Vatikan

Papst verurteilt Terrorangriff auf Israel

Papst Franziskus Foto: dpa

Papst Franziskus hat in einer Grundsatzrede über die Kriege und Konflikte auf der Welt zum Frieden aufgerufen. Er verurteilte am Montag im Vatikan ausdrücklich den Terrorangriff auf Israel und machte sich für ein Verbot von Leihmutterschaften stark.

»Wir alle waren schockiert über den Terroranschlag gegen die Bevölkerung in Israel am 7. Oktober, bei dem so viele unschuldige Menschen auf grausame Art und Weise verletzt, misshandelt und getötet und viele als Geiseln genommen wurden«, sagte Franziskus in seiner Neujahrsansprache vor dem Diplomatischen Korps des Heiligen Stuhls.

Ohne die Terrororganisation Hamas zu nennen, kritisierte er alle Formen von Terrorismus.
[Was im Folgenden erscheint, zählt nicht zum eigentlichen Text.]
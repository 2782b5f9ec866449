//! Routine authoring: drafts become validated routines.
//!
//! Invalid series are dropped, the rest are normalized. An exercise left
//! with no valid series cannot be saved.

use chrono::{DateTime, Utc};
use thiserror::Error;

use repset_model::{
    Exercise, ExerciseDraft, ModelError, Routine, RoutineDraft, strip_timestamp_suffix,
    timestamped_key,
};
use repset_normalization::{normalize_series_list, parse_rest_seconds};
use repset_persistence::{PersistenceError, WorkoutStore, upsert_routine};
use repset_validate::get_valid_series;

#[derive(Debug, Error)]
pub enum AuthoringError {
    #[error("exercise name is empty")]
    MissingName,

    #[error("routine title is empty")]
    MissingTitle,

    #[error("exercise '{name}' has no valid series")]
    NoValidSeries { name: String },

    #[error(transparent)]
    Model(#[from] ModelError),

    #[error(transparent)]
    Persistence(#[from] PersistenceError),
}

pub type Result<T> = std::result::Result<T, AuthoringError>;

/// Build an exercise from a draft.
///
/// The key falls back to a slug of the name and is stamped with
/// `created_at` unless it already carries a timestamp suffix.
pub fn build_exercise(draft: &ExerciseDraft, created_at: DateTime<Utc>) -> Result<Exercise> {
    let name = draft.name.trim();
    if name.is_empty() {
        return Err(AuthoringError::MissingName);
    }

    let valid = get_valid_series(&draft.series);
    if valid.is_empty() {
        return Err(AuthoringError::NoValidSeries {
            name: name.to_string(),
        });
    }
    let dropped = draft.series.len() - valid.len();
    if dropped > 0 {
        tracing::debug!(exercise = name, dropped, "dropped invalid series");
    }

    let base = match (draft.key.trim(), slugify(name)) {
        ("", slug) if slug.is_empty() => "exercise".to_string(),
        ("", slug) => slug,
        (key, _) => key.to_string(),
    };
    let key = if strip_timestamp_suffix(&base) == base {
        timestamped_key(&base, created_at)
    } else {
        base
    };

    Ok(Exercise::new(
        name,
        key,
        normalize_series_list(&valid, draft.apply_load),
        parse_rest_seconds(&draft.rest_between_exercises),
    ))
}

/// Build a routine from a draft. Fails on the first invalid exercise.
pub fn build_routine(
    draft: &RoutineDraft,
    id: impl Into<String>,
    created_at: DateTime<Utc>,
) -> Result<Routine> {
    let title = draft.title.trim();
    if title.is_empty() {
        return Err(AuthoringError::MissingTitle);
    }

    let mut routine = Routine::new(id, title, created_at);
    routine.description = draft.description.trim().to_string();
    routine.exercise_rest_mode = draft.exercise_rest_mode;
    routine.enable_preparation = draft.enable_preparation;
    routine.preparation_time = draft.preparation_time;
    for exercise in &draft.exercises {
        routine.add_exercise(build_exercise(exercise, created_at)?);
    }
    Ok(routine)
}

/// Lowercase ASCII alphanumerics joined by single dashes.
fn slugify(name: &str) -> String {
    name.split(|c: char| !c.is_ascii_alphanumeric())
        .filter(|part| !part.is_empty())
        .map(str::to_ascii_lowercase)
        .collect::<Vec<_>>()
        .join("-")
}

/// Edits one routine. Every change yields a whole new document; nothing is
/// written until [`save`](Self::save).
#[derive(Debug, Clone)]
pub struct RoutineEditor {
    routine: Routine,
    dirty: bool,
}

impl RoutineEditor {
    pub fn new(routine: Routine) -> Self {
        Self {
            routine,
            dirty: false,
        }
    }

    pub fn routine(&self) -> &Routine {
        &self.routine
    }

    pub fn into_routine(self) -> Routine {
        self.routine
    }

    /// Whether there are unsaved changes.
    pub fn is_dirty(&self) -> bool {
        self.dirty
    }

    pub fn add_exercise(&mut self, draft: &ExerciseDraft, at: DateTime<Utc>) -> Result<&Exercise> {
        let exercise = build_exercise(draft, at)?;
        self.routine.add_exercise(exercise);
        self.dirty = true;
        let index = self.routine.exercises.len() - 1;
        Ok(&self.routine.exercises[index])
    }

    /// Replace the exercise at `index`, returning the old one.
    pub fn update_exercise(
        &mut self,
        index: usize,
        draft: &ExerciseDraft,
        at: DateTime<Utc>,
    ) -> Result<Exercise> {
        let len = self.routine.exercises.len();
        if index >= len {
            return Err(ModelError::ExerciseIndexOutOfRange { index, len }.into());
        }
        let exercise = build_exercise(draft, at)?;
        let old = self.routine.replace_exercise(index, exercise)?;
        self.dirty = true;
        Ok(old)
    }

    pub fn delete_exercise(&mut self, index: usize) -> Result<Exercise> {
        let removed = self.routine.remove_exercise(index)?;
        self.dirty = true;
        Ok(removed)
    }

    /// Write the routine into the stored list, replacing it by id.
    pub async fn save(&mut self, store: &dyn WorkoutStore) -> Result<()> {
        upsert_routine(store, self.routine.clone()).await?;
        self.dirty = false;
        tracing::info!(
            routine_id = %self.routine.id,
            exercises = self.routine.exercises.len(),
            "routine saved"
        );
        Ok(())
    }
}

#[cfg(test)]
mod tests {
    use super::*;

    #[test]
    fn slugify_collapses_separators() {
        assert_eq!(slugify("Bench Press"), "bench-press");
        assert_eq!(slugify("  Pull-up (wide)  "), "pull-up-wide");
        assert_eq!(slugify("!!!"), "");
    }
}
Der Anschlag vom 7. Oktober habe eine »starke militärische Reaktion Israels im Gazastreifen« verursacht, die zum Tod von Zehntausenden von Palästinenserinnen und Palästinensern geführt habe.

Der Papst forderte erneut einen Waffenstillstand, die sofortige Freilassung der Geiseln, humanitäre Hilfe für die palästinensische Bevölkerung und eine Zwei-Staaten-Lösung. Später in seiner Rede wies er auf die Verhältnismäßigkeit hin, die gewahrt bleiben müsse, auch wenn das Recht auf Selbstverteidigung ausgeübt werde.